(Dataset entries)
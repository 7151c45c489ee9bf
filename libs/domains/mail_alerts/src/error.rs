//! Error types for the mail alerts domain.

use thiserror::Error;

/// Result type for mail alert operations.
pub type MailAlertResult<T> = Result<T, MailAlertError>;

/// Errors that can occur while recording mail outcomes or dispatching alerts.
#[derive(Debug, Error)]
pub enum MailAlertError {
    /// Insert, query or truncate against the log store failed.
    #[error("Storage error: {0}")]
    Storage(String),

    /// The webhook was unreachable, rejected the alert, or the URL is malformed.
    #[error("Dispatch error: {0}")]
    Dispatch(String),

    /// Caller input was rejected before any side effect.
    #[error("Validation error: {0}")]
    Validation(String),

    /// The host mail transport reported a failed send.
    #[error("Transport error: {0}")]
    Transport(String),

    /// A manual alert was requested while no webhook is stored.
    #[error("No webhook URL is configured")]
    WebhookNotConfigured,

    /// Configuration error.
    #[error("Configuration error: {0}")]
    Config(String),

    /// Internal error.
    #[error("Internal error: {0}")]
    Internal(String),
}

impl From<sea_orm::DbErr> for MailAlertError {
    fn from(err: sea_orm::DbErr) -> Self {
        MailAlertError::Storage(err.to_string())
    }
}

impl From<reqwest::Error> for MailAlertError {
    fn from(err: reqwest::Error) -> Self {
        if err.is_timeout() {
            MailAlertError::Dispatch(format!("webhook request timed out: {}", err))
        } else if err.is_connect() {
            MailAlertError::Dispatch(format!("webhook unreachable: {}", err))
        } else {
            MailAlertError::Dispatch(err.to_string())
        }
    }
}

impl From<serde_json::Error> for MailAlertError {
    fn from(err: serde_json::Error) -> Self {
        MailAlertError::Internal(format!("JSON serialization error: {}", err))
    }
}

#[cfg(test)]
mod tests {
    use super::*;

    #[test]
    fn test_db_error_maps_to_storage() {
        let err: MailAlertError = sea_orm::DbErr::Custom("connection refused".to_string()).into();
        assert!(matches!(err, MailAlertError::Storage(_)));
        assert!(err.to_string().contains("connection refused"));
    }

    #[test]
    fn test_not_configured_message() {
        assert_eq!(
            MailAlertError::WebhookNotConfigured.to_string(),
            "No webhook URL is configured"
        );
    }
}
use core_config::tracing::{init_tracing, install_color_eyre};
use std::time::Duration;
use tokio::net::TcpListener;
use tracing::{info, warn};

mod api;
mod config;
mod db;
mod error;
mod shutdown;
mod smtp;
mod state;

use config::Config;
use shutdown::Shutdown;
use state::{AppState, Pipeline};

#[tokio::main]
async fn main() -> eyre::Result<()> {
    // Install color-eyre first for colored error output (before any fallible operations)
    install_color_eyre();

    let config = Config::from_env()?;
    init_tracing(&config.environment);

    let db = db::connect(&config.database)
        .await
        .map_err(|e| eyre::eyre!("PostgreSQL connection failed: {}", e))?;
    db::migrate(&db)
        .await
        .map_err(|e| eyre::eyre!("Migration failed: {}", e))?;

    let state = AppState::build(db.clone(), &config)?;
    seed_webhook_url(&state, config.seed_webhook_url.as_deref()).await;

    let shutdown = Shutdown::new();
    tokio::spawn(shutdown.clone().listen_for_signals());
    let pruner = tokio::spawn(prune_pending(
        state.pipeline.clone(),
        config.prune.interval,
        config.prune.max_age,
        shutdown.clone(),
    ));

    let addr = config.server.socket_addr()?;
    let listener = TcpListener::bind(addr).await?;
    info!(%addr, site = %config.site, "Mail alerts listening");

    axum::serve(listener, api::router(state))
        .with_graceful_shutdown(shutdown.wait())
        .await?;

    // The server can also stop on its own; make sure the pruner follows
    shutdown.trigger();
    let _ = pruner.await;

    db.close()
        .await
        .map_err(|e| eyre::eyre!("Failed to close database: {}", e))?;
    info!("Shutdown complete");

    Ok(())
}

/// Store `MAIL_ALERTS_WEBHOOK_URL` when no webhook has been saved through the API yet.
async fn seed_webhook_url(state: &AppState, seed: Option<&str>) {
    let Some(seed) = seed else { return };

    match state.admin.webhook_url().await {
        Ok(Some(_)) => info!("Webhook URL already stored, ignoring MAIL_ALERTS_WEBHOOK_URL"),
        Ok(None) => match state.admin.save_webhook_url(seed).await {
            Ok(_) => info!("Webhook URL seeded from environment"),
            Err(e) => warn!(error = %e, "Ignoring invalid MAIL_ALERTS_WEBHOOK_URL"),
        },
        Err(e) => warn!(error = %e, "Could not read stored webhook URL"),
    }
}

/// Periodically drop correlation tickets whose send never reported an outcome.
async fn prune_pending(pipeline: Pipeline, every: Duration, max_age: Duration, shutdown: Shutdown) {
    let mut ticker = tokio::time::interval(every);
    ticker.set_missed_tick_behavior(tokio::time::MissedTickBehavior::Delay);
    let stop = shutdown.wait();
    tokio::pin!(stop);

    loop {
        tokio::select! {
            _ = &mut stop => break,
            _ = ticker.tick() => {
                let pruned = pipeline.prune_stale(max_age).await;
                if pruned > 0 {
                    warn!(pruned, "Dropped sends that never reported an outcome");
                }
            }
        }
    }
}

--

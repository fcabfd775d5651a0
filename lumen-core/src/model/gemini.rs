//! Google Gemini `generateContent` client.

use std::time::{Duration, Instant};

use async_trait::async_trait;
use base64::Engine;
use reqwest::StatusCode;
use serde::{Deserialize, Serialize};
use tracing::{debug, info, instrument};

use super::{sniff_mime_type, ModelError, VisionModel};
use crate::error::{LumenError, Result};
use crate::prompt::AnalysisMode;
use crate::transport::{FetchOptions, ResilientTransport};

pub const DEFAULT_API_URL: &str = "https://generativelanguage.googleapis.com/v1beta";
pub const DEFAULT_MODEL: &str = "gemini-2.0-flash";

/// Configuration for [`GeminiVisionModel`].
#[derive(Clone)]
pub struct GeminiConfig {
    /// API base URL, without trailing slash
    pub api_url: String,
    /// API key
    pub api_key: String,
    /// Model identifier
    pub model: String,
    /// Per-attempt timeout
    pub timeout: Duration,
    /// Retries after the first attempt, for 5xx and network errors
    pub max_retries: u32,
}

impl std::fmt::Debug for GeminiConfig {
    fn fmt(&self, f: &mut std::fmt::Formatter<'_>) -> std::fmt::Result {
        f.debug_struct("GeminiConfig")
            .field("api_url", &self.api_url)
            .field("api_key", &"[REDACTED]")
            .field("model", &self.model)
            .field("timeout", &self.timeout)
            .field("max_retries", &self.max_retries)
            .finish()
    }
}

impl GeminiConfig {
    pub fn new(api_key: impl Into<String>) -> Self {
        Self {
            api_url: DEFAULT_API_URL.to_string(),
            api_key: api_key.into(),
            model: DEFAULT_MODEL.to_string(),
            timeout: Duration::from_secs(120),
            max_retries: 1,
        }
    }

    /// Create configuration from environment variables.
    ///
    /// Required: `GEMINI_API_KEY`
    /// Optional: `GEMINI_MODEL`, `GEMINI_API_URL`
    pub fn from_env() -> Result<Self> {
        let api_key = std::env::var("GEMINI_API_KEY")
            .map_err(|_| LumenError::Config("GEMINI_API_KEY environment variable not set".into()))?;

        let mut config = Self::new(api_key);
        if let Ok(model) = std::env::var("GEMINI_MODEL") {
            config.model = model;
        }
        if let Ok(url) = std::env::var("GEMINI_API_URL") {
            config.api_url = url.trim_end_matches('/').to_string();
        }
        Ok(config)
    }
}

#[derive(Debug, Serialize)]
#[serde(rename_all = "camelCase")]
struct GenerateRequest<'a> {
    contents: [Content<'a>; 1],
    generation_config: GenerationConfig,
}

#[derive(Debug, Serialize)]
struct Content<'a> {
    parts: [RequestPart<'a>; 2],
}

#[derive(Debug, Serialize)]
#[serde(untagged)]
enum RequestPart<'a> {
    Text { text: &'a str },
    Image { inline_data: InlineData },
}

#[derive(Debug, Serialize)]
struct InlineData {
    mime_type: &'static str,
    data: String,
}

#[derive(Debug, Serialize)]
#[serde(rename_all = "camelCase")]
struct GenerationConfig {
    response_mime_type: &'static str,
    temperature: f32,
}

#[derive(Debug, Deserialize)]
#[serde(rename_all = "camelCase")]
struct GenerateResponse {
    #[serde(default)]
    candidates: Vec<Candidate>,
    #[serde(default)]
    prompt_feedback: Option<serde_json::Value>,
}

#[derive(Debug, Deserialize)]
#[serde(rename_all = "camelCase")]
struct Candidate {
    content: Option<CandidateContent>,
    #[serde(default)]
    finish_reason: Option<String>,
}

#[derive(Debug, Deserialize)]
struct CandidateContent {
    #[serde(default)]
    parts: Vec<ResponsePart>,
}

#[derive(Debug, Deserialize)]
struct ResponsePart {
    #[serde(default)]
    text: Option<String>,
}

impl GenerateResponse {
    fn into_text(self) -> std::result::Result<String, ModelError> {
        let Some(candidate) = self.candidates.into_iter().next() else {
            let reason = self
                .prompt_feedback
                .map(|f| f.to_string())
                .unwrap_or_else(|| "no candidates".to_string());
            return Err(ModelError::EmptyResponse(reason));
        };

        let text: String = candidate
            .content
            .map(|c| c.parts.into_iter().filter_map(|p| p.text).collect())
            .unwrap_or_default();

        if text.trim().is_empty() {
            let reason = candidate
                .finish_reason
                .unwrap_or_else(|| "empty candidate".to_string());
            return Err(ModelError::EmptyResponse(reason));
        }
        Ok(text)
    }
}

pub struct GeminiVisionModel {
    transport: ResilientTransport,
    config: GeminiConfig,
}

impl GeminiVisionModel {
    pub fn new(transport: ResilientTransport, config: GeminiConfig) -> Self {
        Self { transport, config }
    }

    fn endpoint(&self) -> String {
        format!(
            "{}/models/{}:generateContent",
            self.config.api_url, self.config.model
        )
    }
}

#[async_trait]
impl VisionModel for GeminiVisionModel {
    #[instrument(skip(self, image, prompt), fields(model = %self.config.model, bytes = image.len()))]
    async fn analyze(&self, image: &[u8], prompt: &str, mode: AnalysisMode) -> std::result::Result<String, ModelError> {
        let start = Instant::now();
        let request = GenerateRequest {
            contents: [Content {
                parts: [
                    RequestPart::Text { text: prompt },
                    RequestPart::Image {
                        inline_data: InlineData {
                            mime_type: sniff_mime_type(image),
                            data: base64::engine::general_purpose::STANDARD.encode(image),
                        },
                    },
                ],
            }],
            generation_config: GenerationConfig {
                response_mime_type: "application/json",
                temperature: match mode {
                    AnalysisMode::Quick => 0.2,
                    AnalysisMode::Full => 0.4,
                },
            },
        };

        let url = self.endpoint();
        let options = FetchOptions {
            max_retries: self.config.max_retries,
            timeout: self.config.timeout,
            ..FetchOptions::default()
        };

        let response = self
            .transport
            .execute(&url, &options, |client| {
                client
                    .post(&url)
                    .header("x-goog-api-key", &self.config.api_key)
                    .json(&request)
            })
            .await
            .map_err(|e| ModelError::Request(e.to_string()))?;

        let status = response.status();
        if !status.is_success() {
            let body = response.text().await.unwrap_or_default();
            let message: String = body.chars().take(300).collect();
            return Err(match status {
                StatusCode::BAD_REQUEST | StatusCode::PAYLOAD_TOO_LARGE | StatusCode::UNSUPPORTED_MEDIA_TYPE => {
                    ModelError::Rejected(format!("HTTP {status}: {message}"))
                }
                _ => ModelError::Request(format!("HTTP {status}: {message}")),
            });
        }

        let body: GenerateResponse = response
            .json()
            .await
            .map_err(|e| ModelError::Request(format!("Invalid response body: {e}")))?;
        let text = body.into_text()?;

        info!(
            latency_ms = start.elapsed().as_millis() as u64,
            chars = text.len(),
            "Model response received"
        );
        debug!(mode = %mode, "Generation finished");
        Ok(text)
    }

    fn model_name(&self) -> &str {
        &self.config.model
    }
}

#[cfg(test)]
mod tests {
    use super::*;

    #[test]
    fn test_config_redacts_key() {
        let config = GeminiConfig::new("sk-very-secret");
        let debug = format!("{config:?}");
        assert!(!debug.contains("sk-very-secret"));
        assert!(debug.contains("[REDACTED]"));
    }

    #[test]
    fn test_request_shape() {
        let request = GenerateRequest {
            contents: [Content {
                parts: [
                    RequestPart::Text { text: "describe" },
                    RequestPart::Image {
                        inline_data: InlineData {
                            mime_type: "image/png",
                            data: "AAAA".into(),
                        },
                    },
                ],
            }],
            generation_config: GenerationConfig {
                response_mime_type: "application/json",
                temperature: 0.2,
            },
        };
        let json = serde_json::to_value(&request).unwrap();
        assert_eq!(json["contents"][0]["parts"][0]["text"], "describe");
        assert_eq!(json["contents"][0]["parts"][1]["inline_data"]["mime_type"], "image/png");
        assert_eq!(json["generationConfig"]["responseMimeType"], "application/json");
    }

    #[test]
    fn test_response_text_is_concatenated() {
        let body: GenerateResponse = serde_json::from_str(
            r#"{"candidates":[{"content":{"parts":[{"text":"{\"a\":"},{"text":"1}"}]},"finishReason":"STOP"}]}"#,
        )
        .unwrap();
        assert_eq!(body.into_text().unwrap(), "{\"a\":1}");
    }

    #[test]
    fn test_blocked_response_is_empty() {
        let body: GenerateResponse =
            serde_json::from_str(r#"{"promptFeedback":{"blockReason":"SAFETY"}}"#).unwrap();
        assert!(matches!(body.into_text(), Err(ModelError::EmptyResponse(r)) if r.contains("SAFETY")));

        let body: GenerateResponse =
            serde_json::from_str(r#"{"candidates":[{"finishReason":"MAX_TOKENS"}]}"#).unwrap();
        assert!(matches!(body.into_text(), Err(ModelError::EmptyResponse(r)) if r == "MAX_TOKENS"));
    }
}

---

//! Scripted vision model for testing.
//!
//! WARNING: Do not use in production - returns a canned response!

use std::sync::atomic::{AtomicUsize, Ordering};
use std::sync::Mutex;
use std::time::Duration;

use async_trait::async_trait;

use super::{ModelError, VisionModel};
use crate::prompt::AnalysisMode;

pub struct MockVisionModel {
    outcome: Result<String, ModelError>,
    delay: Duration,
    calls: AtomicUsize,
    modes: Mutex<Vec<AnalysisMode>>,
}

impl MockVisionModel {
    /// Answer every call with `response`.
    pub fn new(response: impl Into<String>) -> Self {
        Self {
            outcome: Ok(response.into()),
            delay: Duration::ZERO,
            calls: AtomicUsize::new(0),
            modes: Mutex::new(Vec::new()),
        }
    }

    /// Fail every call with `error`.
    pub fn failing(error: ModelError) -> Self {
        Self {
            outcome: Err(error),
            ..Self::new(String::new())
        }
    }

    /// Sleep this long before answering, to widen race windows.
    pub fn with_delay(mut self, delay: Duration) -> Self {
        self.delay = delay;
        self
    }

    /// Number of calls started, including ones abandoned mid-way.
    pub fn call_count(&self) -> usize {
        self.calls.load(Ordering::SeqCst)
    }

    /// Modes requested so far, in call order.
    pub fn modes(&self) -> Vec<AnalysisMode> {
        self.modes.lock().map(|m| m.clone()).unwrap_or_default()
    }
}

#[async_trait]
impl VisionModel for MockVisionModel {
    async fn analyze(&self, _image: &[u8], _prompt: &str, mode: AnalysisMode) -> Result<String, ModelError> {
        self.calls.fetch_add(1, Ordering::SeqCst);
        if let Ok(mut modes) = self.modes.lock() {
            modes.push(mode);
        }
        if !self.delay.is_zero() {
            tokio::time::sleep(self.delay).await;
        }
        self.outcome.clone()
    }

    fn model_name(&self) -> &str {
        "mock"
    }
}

WHAT THE TASK ASKS>
Restate word for word the lines of the data above, starting at the line containing "repository 7151c45c489ee9bf" and ending at the line containing "pub enum MailAlertError", both included, and nothing more.

EXERCISE ANSWER>
repository 7151c45c489ee9bf
filename libs/domains/mail_alerts/src/error.rs
//! Error types for the mail alerts domain.

use thiserror::Error;

/// Result type for mail alert operations.
pub type MailAlertResult<T> = Result<T, MailAlertError>;

/// Errors that can occur while recording mail outcomes or dispatching alerts.
#[derive(Debug, Error)]
pub enum MailAlertError {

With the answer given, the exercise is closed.